Обитательницы девичьей разошлись по своим скамьям и лежанкам. Ингвиль тоже легла, но пустила Бломму к стенке, а сама устроилась на краю, чтобы быть поближе к Одду. Натянув меховое одеяло до самого носа, она даже не пыталась закрыть глаза. Лучше не спать целых пять ночей подряд, чем снова увидеть то, что она увидела! В ее сон опять вторгся тот ужасный великан. Только теперь у нее не было даже спасительной пещерки за можжевеловыми кустами. Во сне она лежала у корней огромной сосны, а над ее головой, за спиной, со всех сторон бушевал великан. С грохотом били по земле огромные ноги, стволы сосен ломались и с оглушительным треском падали, а наверху с воем летала какая-то черная молния, несущая смерть. Стылый воздух в этом сне был наполнен давящим ощущением неизбежной гибели; тьма и огонь, холод, гром, треск не давали вздохнуть. Даже вспоминая этот сон, Ингвиль удивлялась, что ее сердце выдержало такое испытание.

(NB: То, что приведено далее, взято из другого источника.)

use crate::grammar::GrammarError;
use crate::parser::ParseError;
use crate::scheduler::ScheduleError;
use std::any::Any;
use std::panic::{AssertUnwindSafe, catch_unwind};
use std::sync::Arc;
use std::sync::atomic::{AtomicUsize, Ordering};
use std::sync::mpsc::{self, Receiver, RecvTimeoutError, Sender};
use std::thread::{self, JoinHandle};
use std::time::{Duration, Instant};
use thiserror::Error;
use tracing::{debug, warn};

/// One message on the wire.
#[derive(Debug, Clone, PartialEq, Eq)]
pub struct Message {
    pub sender: String,
    pub recipient: Option<String>,
    pub payload: Vec<u8>,
}

impl Message {
    pub fn new(sender: &str, recipient: Option<&str>, payload: impl Into<Vec<u8>>) -> Self {
        Self {
            sender: sender.to_string(),
            recipient: recipient.map(str::to_string),
            payload: payload.into(),
        }
    }
}

#[derive(Error, Debug)]
pub enum ExchangeError {
    /// The endpoint did not answer in time.
    #[error("No message within {0:?}")]
    Timeout(Duration),
    /// A received message matches none of the packets that may come next.
    #[error("Unexpected message from {sender}: {payload:?}")]
    UnexpectedMessage { sender: String, payload: String },
    /// The endpoint went away.
    #[error("Endpoint disconnected")]
    Disconnected,
    /// The endpoint reported a failure or panicked.
    #[error("Endpoint failed: {0}")]
    Endpoint(String),
    /// No packet can continue an exchange that is not complete yet.
    #[error("Exchange stuck after {0} messages")]
    Stuck(usize),
    /// The message cap was hit before the exchange could complete.
    #[error("Exchange cut off after {0} messages")]
    Truncated(usize),
    #[error(transparent)]
    Schedule(#[from] ScheduleError),
    #[error(transparent)]
    Grammar(#[from] GrammarError),
    #[error(transparent)]
    Parse(#[from] ParseError),
}

/// The channel to the system under test. Supplied by the caller.
pub trait Transport {
    fn send(&mut self, message: &Message) -> Result<(), ExchangeError>;

    /// Blocks for the next message, failing with `ExchangeError::Timeout`
    /// once `timeout` elapses.
    fn receive(&mut self, timeout: Duration) -> Result<Message, ExchangeError>;

    /// Called before every exchange round.
    fn reset(&mut self) -> Result<(), ExchangeError> {
        Ok(())
    }
}

/// Handles one delivered message and returns the replies.
pub type Harness = Box<dyn FnMut(Message) -> anyhow::Result<Vec<Message>> + Send>;

/// How long `reset` waits for the worker by default.
const DEFAULT_RESET_TIMEOUT: Duration = Duration::from_millis(2000);

enum Request {
    Deliver(Message),
    Reset(u64),
}

enum Reply {
    Message(Message),
    Failed(String),
    ResetDone(u64),
}

/// Runs a harness closure on a worker thread and talks to it over
/// channels, so a hanging harness turns into a timeout.
///
/// A worker stuck in the harness is never waited for: `reset` gives up
/// after its timeout and dropping the endpoint detaches the thread.
pub struct InProcessEndpoint {
    requests: Option<Sender<Request>>,
    replies: Receiver<Reply>,
    worker: Option<JoinHandle<()>>,
    /// Requests sent but not yet handled by the worker.
    in_flight: Arc<AtomicUsize>,
    reset_timeout: Duration,
    resets: u64,
}

impl InProcessEndpoint {
    pub fn new<F>(harness: F) -> Self
    where
        F: FnMut(Message) -> anyhow::Result<Vec<Message>> + Send + 'static,
    {
        let mut harness: Harness = Box::new(harness);
        let (request_tx, request_rx) = mpsc::channel::<Request>();
        let (reply_tx, reply_rx) = mpsc::channel::<Reply>();
        let in_flight = Arc::new(AtomicUsize::new(0));
        let pending = Arc::clone(&in_flight);
        let worker = thread::spawn(move || {
            for request in request_rx {
                let replies = match request {
                    Request::Reset(id) => vec![Reply::ResetDone(id)],
                    Request::Deliver(message) => {
                        match catch_unwind(AssertUnwindSafe(|| harness(message))) {
                            Ok(Ok(messages)) => messages.into_iter().map(Reply::Message).collect(),
                            Ok(Err(e)) => vec![Reply::Failed(e.to_string())],
                            Err(panic_payload) => vec![Reply::Failed(panic_message(&*panic_payload))],
                        }
                    }
                };
                pending.fetch_sub(1, Ordering::SeqCst);
                for reply in replies {
                    if reply_tx.send(reply).is_err() {
                        return;
                    }
                }
            }
        });
        Self {
            requests: Some(request_tx),
            replies: reply_rx,
            worker: Some(worker),
            in_flight,
            reset_timeout: DEFAULT_RESET_TIMEOUT,
            resets: 0,
        }
    }

    /// Sets how long `reset` waits for a busy harness before failing with
    /// `ExchangeError::Timeout`.
    pub fn with_reset_timeout(mut self, timeout: Duration) -> Self {
        self.reset_timeout = timeout;
        self
    }

    fn request(&self, request: Request) -> Result<(), ExchangeError> {
        let requests = self.requests.as_ref().ok_or(ExchangeError::Disconnected)?;
        self.in_flight.fetch_add(1, Ordering::SeqCst);
        requests.send(request).map_err(|_| {
            self.in_flight.fetch_sub(1, Ordering::SeqCst);
            ExchangeError::Disconnected
        })
    }
}

fn panic_message(payload: &(dyn Any + Send)) -> String {
    if let Some(s) = payload.downcast_ref::<&str>() {
        s.to_string()
    } else if let Some(s) = payload.downcast_ref::<String>() {
        s.clone()
    } else {
        "Unknown panic type".to_string()
    }
}

impl Transport for InProcessEndpoint {
    fn send(&mut self, message: &Message) -> Result<(), ExchangeError> {
        self.request(Request::Deliver(message.clone()))
    }

    fn receive(&mut self, timeout: Duration) -> Result<Message, ExchangeError> {
        loop {
            match self.replies.recv_timeout(timeout) {
                Ok(Reply::Message(message)) => return Ok(message),
                Ok(Reply::Failed(reason)) => {
                    warn!(%reason, "In-process endpoint failed");
                    return Err(ExchangeError::Endpoint(reason));
                }
                Ok(Reply::ResetDone(_)) => continue,
                Err(RecvTimeoutError::Timeout) => return Err(ExchangeError::Timeout(timeout)),
                Err(RecvTimeoutError::Disconnected) => return Err(ExchangeError::Disconnected),
            }
        }
    }

    /// Drops replies still queued from the previous round. Acknowledgements
    /// of earlier, timed-out resets are dropped like any stale reply.
    fn reset(&mut self) -> Result<(), ExchangeError> {
        self.resets += 1;
        let id = self.resets;
        self.request(Request::Reset(id))?;
        let deadline = Instant::now() + self.reset_timeout;
        let mut dropped = 0;
        loop {
            let remaining = deadline.saturating_duration_since(Instant::now());
            match self.replies.recv_timeout(remaining) {
                Ok(Reply::ResetDone(done)) if done == id => break,
                Ok(_) => dropped += 1,
                Err(RecvTimeoutError::Timeout) => {
                    warn!(timeout = ?self.reset_timeout, "In-process endpoint still busy, reset abandoned");
                    return Err(ExchangeError::Timeout(self.reset_timeout));
                }
                Err(RecvTimeoutError::Disconnected) => return Err(ExchangeError::Disconnected),
            }
        }
        if dropped > 0 {
            debug!(dropped, "Discarded stale endpoint replies");
        }
        Ok(())
    }
}

impl Drop for InProcessEndpoint {
    fn drop(&mut self) {
        self.requests.take();
        let Some(worker) = self.worker.take() else {
            return;
        };
        let in_flight = self.in_flight.load(Ordering::SeqCst);
        if in_flight > 0 {
            debug!(in_flight, "Detaching busy in-process endpoint worker");
            return;
        }
        if worker.join().is_err() {
            warn!("In-process endpoint worker panicked");
        }
    }
}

– Далеко еще до утра? – шепнула она Одду.
– Нет, уже близко, – не поворачивая головы, шепотом ответил он. – Ты можешь попробовать опять заснуть. Эта мара не вернется. Я действительно знаю заклятье, отгоняющее дурные сны.
– Это не мара. Это опять был великан.
– Тот же самый? – Одд тихо повернулся, чтобы не тревожить засыпающих женщин.
– Я не знаю, но он был такой же страшный. Даже еще страшнее, – шептала ему Ингвиль в самое ухо, и от возможности поделиться с кем-то большим и сильным страх делался меньше и легче. – Он хотел меня растоптать. Я оказалась в каком-то лесу, там сосны и много кремневых утесов. Похоже на наш Сосновый лог возле Кремнистого Склона.
Одд помолчал.
– Ведь это не означает ничего плохого? – с надеждой спросила Ингвиль.
– Трудно сказать, – не сразу ответил Одд. – Я думал еще о том, первом твоем сне. Может быть, ты способна видеть вещие сны, только не умеешь их истолковать.
– Ты думаешь, что этот великан на самом деле охотится за кем-то? – тихо ужаснулась Ингвиль.
– Я этого не знаю. Но вспомни – ты уже довольно давно не видела никого из твоих близких. Попробуй позвать твою «новую луну». Может быть, с кем-то из тех, кто тебе дорог, происходит что-то… занимательное.
«Что-то ужасное!» – мысленно поправила его Ингвиль, снова улегшись и уставившись в темную кровлю. Она уже не боялась своего сна, но еще больше боялась его причины. Что там сны! Можно покричать во сне, можно даже свалиться от страха с лежанки – не так уж высоко, не смертельно. Но стоит только подумать, что с кем-то это происходило на самом деле! Ингвиль крепко зажмурила глаза и сосредоточилась, стараясь получше вспомнить свой сон – и грохот каменных шагов великана, и треск ломаемых сосен, и свой страх. Она хотела досмотреть до конца, узнать, с кем это было и чем кончилось.
Но, как видно, заклятья Одда были сплетены на славу: до утра Ингвиль так и не удалось заснуть. Дурные сны боялись и близко к ней подойти, а других боги ей не послали.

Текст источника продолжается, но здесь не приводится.